问题
I have the following data of a match:
{
date: 20140101,
duration: 23232,
win:[
{
player: "Player1",
score : 2344324
},
{
player: "Player4",
score : 23132
}
],
loss:[
{
player: "Player2",
score : 324
},
{
player: "Player3",
score : 232
}
]
}
Now i want to count the wins and losses for all players like this:
result :
[
{
player : "Player1",
wins : 12,
losses : 2
},
{
player : "Player2",
wins : 7,
losses : 8
}
]
My problem is that the win/loss information only exists in the name of the array.
回答1:
There is a lot in this, especially if you are relatively new to using aggregate, but it can be done. I'll explain the stages after the listing:
db.collection.aggregate([
// 1. Unwind both arrays
{"$unwind": "$win"},
{"$unwind": "$loss"},
// 2. Cast each field with a type and the array on the end
{"$project":{
"win.player": "$win.player",
"win.type": {"$cond":[1,"win",0]},
"loss.player": "$loss.player",
"loss.type": {"$cond": [1,"loss",0]},
"score": {"$cond":[1,["win", "loss"],0]}
}},
// Unwind the "score" array
{"$unwind": "$score"},
// 3. Reshape to "result" based on the value of "score"
{"$project": {
"result.player": {"$cond": [
{"$eq": ["$win.type","$score"]},
"$win.player",
"$loss.player"
] },
"result.type": {"$cond": [
{"$eq":["$win.type", "$score"]},
"$win.type",
"$loss.type"
]}
}},
// 4. Get all unique result within each document
{"$group": { "_id": { "_id":"$_id", "result": "$result" } }},
// 5. Sum wins and losses across documents
{"$group": {
"_id": "$_id.result.player",
"wins": {"$sum": {"$cond": [
{"$eq":["$_id.result.type","win"]},1,0
]}},
"losses": {"$sum":{"$cond": [
{"$eq":["$_id.result.type","loss"]},1,0
]}}
}}
])
Summary
This does take the assumption that the "players" in each "win" and "loss" array are all unique to start with. That seemed reasonable for what appeared to be modeled here:
Unwind both of the arrays. This creates duplicates but they will be removed later.

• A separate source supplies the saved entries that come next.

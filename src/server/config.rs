//! Relay configuration

use std::net::SocketAddr;
use std::time::Duration;

use crate::fanout::config::DEFAULT_QUEUE_CAPACITY;
use crate::fanout::FanoutConfig;
use crate::media::PixelFormat;
use crate::protocol::constants::{DEFAULT_HTTP_PORT, DEFAULT_INGEST_PORT, MAX_PAYLOAD_SIZE};
use crate::protocol::{DecoderConfig, WireFormat};

/// How HTTP consumers are served
#[derive(Debug, Clone, Copy, PartialEq, Eq, Default)]
pub enum EgressMode {
    /// Payloads relayed verbatim as one unbounded byte stream
    #[default]
    Progressive,
    /// Payloads transcoded to JPEG and served as `multipart/x-mixed-replace`
    Multipart,
}

/// Relay configuration
#[derive(Debug, Clone)]
pub struct ServerConfig {
    /// Address for the upstream producer
    pub ingest_addr: SocketAddr,

    /// Address for HTTP consumers
    pub http_addr: SocketAddr,

    pub egress: EgressMode,

    /// Framing the producer uses
    pub wire_format: WireFormat,

    /// Largest accepted message payload
    pub max_payload_size: usize,

    /// Most bytes scanned while resyncing before the connection is dropped
    pub resync_limit: usize,

    /// Per-consumer queue capacity (progressive mode)
    pub queue_capacity: usize,

    /// Bounded wait on an empty consumer queue
    pub idle_wait: Duration,

    /// Multipart polling period (~30 fps)
    pub frame_interval: Duration,

    /// Enable TCP_NODELAY on accepted sockets
    pub tcp_nodelay: bool,

    /// Content-Type of the progressive stream
    pub content_type: String,

    /// Raw pixel layout in multipart mode
    pub pixel_format: PixelFormat,

    /// JPEG quality in multipart mode (1-100)
    pub jpeg_quality: u8,

    /// Log a progress line every N frames
    pub progress_interval: u64,
}

impl Default for ServerConfig {
    fn default() -> Self {
        Self {
            ingest_addr: SocketAddr::from(([0, 0, 0, 0], DEFAULT_INGEST_PORT)),
            http_addr: SocketAddr::from(([0, 0, 0, 0], DEFAULT_HTTP_PORT)),
            egress: EgressMode::Progressive,
            wire_format: WireFormat::Marked,
            max_payload_size: MAX_PAYLOAD_SIZE,
            resync_limit: MAX_PAYLOAD_SIZE,
            queue_capacity: DEFAULT_QUEUE_CAPACITY,
            idle_wait: Duration::from_secs(5),
            frame_interval: Duration::from_millis(33),
            tcp_nodelay: true,
            content_type: "video/h264".to_string(),
            pixel_format: PixelFormat::Rgba8,
            jpeg_quality: 80,
            progress_interval: 30,
        }
    }
}

impl ServerConfig {
    /// Set the ingest address
    pub fn ingest(mut self, addr: SocketAddr) -> Self {
        self.ingest_addr = addr;
        self
    }

    /// Set the HTTP address
    pub fn http(mut self, addr: SocketAddr) -> Self {
        self.http_addr = addr;
        self
    }

    pub fn egress(mut self, mode: EgressMode) -> Self {
        self.egress = mode;
        self
    }

    pub fn wire_format(mut self, format: WireFormat) -> Self {
        self.wire_format = format;
        self
    }

    /// Set the per-consumer queue capacity (at least 1)
    pub fn queue_capacity(mut self, capacity: usize) -> Self {
        self.queue_capacity = capacity.max(1);
        self
    }

    pub fn idle_wait(mut self, wait: Duration) -> Self {
        self.idle_wait = wait;
        self
    }

    pub fn frame_interval(mut self, interval: Duration) -> Self {
        self.frame_interval = interval;
        self
    }

    pub fn resync_limit(mut self, limit: usize) -> Self {
        self.resync_limit = limit;
        self
    }

    pub fn pixel_format(mut self, format: PixelFormat) -> Self {
        self.pixel_format = format;
        self
    }

    /// Set JPEG quality, capped to 1-100
    pub fn jpeg_quality(mut self, quality: u8) -> Self {
        self.jpeg_quality = quality.clamp(1, 100);
        self
    }

    pub fn content_type(mut self, content_type: impl Into<String>) -> Self {
        self.content_type = content_type.into();
        self
    }

    pub fn decoder_config(&self) -> DecoderConfig {
        DecoderConfig::with_format(self.wire_format)
            .max_payload_size(self.max_payload_size)
            .resync_limit(self.resync_limit)
    }

    pub fn fanout_config(&self) -> FanoutConfig {
        FanoutConfig::default()
            .queue_capacity(self.queue_capacity)
            .idle_wait(self.idle_wait)
    }
}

When projecting there is some usage of the $cond operator (a ternary) in order to get some literal string values. And the last usage is special, because and array is being added. So after projecting that array is going to be unwound again. More duplicates, but that's the point. One "win", one "loss" record for each.

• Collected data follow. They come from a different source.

//! Fan-out registry implementation

use std::collections::HashMap;
use std::sync::atomic::{AtomicU64, Ordering};
use std::sync::{Arc, Mutex, MutexGuard};

use bytes::Bytes;
use tokio::sync::mpsc::{self, error::TrySendError};

use super::config::FanoutConfig;
use super::subscription::Subscription;

/// Identifier of one consumer queue
pub type SubscriberId = u64;

/// Result of a single publish call
#[derive(Debug, Clone, Copy, Default, PartialEq, Eq)]
pub struct PublishOutcome {
    /// Queues that accepted the chunk
    pub delivered: usize,
    /// Queues removed because they were full or abandoned
    pub evicted: usize,
}

/// Registry of per-consumer bounded queues
///
/// All mutation goes through one `Mutex`. The critical section never waits
/// on a consumer: `try_send` either succeeds immediately or the consumer is
/// dropped.
pub struct Fanout {
    subscribers: Mutex<HashMap<SubscriberId, mpsc::Sender<Bytes>>>,
    next_id: AtomicU64,
    evicted_total: AtomicU64,
    config: FanoutConfig,
}

impl Fanout {
    /// Create a registry with default configuration
    pub fn new() -> Self {
        Self::with_config(FanoutConfig::default())
    }

    pub fn with_config(config: FanoutConfig) -> Self {
        Self {
            subscribers: Mutex::new(HashMap::new()),
            next_id: AtomicU64::new(1),
            evicted_total: AtomicU64::new(0),
            config,
        }
    }

    pub fn config(&self) -> &FanoutConfig {
        &self.config
    }

    fn lock(&self) -> MutexGuard<'_, HashMap<SubscriberId, mpsc::Sender<Bytes>>> {
        // A panic while holding the lock cannot leave the map half-updated
        self.subscribers.lock().unwrap_or_else(|e| e.into_inner())
    }

    /// Register a new consumer queue
    ///
    /// The returned subscription unregisters itself when dropped.
    pub fn subscribe(self: &Arc<Self>) -> Subscription {
        let id = self.next_id.fetch_add(1, Ordering::Relaxed);
        let (tx, rx) = mpsc::channel(self.config.queue_capacity);

        let count = {
            let mut subscribers = self.lock();
            subscribers.insert(id, tx);
            subscribers.len()
        };

        tracing::debug!(subscriber = id, subscribers = count, "Subscriber added");

        Subscription::new(id, rx, Arc::clone(self))
    }

    /// Remove a consumer queue
    ///
    /// Idempotent: returns false if the id was already removed (including by
    /// eviction).
    pub fn unsubscribe(&self, id: SubscriberId) -> bool {
        let mut subscribers = self.lock();
        let removed = subscribers.remove(&id).is_some();

        if removed {
            tracing::debug!(
                subscriber = id,
                subscribers = subscribers.len(),
                "Subscriber removed"
            );
        }

        removed
    }

    /// Offer a chunk to every registered queue without blocking
    ///
    /// Full queues are evicted: the consumer is considered lost, not behind.
    pub fn publish(&self, data: Bytes) -> PublishOutcome {
        let mut outcome = PublishOutcome::default();
        let mut subscribers = self.lock();

        subscribers.retain(|id, tx| match tx.try_send(data.clone()) {
            Ok(()) => {
                outcome.delivered += 1;
                true
            }
            Err(TrySendError::Full(_)) => {
                tracing::warn!(
                    subscriber = *id,
                    capacity = self.config.queue_capacity,
                    "Subscriber queue full, evicting"
                );
                outcome.evicted += 1;
                false
            }
            Err(TrySendError::Closed(_)) => {
                outcome.evicted += 1;
                false
            }
        });

        if outcome.evicted > 0 {
            self.evicted_total
                .fetch_add(outcome.evicted as u64, Ordering::Relaxed);
        }

        outcome
    }

    /// Number of registered queues
    pub fn subscriber_count(&self) -> usize {
        self.lock().len()
    }

    pub fn is_subscribed(&self, id: SubscriberId) -> bool {
        self.lock().contains_key(&id)
    }

    /// Consumers evicted since startup
    pub fn evicted_total(&self) -> u64 {
        self.evicted_total.load(Ordering::Relaxed)
    }
}

impl Default for Fanout {
    fn default() -> Self {
        Self::new()
    }
}

#[cfg(test)]
mod tests {
    use super::*;

    #[tokio::test]
    async fn test_subscribe_unsubscribe() {
        let fanout = Arc::new(Fanout::new());

        let sub = fanout.subscribe();
        assert_eq!(fanout.subscriber_count(), 1);
        assert!(fanout.is_subscribed(sub.id()));

        assert!(fanout.unsubscribe(sub.id()));
        assert_eq!(fanout.subscriber_count(), 0);

        // Second removal is a no-op
        assert!(!fanout.unsubscribe(sub.id()));
    }

    #[tokio::test]
    async fn test_drop_unsubscribes() {
        let fanout = Arc::new(Fanout::new());

        let sub = fanout.subscribe();
        let _other = fanout.subscribe();
        assert_eq!(fanout.subscriber_count(), 2);

        drop(sub);
        assert_eq!(fanout.subscriber_count(), 1);
    }

    #[tokio::test]
    async fn test_publish_to_two_subscribers() {
        let fanout = Arc::new(Fanout::new());
        let mut a = fanout.subscribe();
        let mut b = fanout.subscribe();

        let outcome = fanout.publish(Bytes::from_static(b"AAAAA"));
        assert_eq!(outcome.delivered, 2);
        assert_eq!(outcome.evicted, 0);

        assert_eq!(a.try_recv(), Some(Bytes::from_static(b"AAAAA")));
        assert_eq!(b.try_recv(), Some(Bytes::from_static(b"AAAAA")));
    }

    #[tokio::test]
    async fn test_per_subscriber_fifo() {
        let fanout = Arc::new(Fanout::new());
        let mut sub = fanout.subscribe();

        for i in 0..10u8 {
            fanout.publish(Bytes::from(vec![i]));
        }

        for i in 0..10u8 {
            assert_eq!(sub.recv().await, Some(Bytes::from(vec![i])));
        }
    }

    #[tokio::test]
    async fn test_slow_subscriber_evicted() {
        let fanout = Arc::new(Fanout::new());
        let mut slow = fanout.subscribe();
        let mut healthy = fanout.subscribe();

        for _ in 0..300 {
            fanout.publish(Bytes::from_static(b"x"));
            healthy.try_recv().unwrap();
        }
        assert_eq!(fanout.subscriber_count(), 2);

        // 301st chunk overflows the slow queue
        let outcome = fanout.publish(Bytes::from_static(b"x"));
        assert_eq!(outcome.evicted, 1);
        assert_eq!(outcome.delivered, 1);
        assert!(!fanout.is_subscribed(slow.id()));
        assert!(fanout.is_subscribed(healthy.id()));
        assert_eq!(fanout.evicted_total(), 1);

        // Publishing after eviction keeps working
        let outcome = fanout.publish(Bytes::from_static(b"y"));
        assert_eq!(outcome, PublishOutcome { delivered: 1, evicted: 0 });

        // The evicted consumer drains what it had, then sees the end
        let mut drained = 0;
        while slow.recv().await.is_some() {
            drained += 1;
        }
        assert_eq!(drained, 300);
    }

    #[tokio::test]
    async fn test_publish_without_subscribers() {
        let fanout = Fanout::new();
        assert_eq!(
            fanout.publish(Bytes::from_static(b"x")),
            PublishOutcome::default()
        );
    }

    #[tokio::test]
    async fn test_custom_capacity() {
        let fanout = Arc::new(Fanout::with_config(
            FanoutConfig::default().queue_capacity(2),
        ));
        let _sub = fanout.subscribe();

        fanout.publish(Bytes::from_static(b"1"));
        fanout.publish(Bytes::from_static(b"2"));
        assert_eq!(fanout.subscriber_count(), 1);

        fanout.publish(Bytes::from_static(b"3"));
        assert_eq!(fanout.subscriber_count(), 0);
    }
}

More projection with the $cond operator and the use of the $eq operator as well. This time we are merging the two fields into one. So using this, when the "type" of the field matches the value in "score" then that "key field" is used for the "result" field value. Outcome is the two different "win" and "loss" fields now share the same name, identified by "type".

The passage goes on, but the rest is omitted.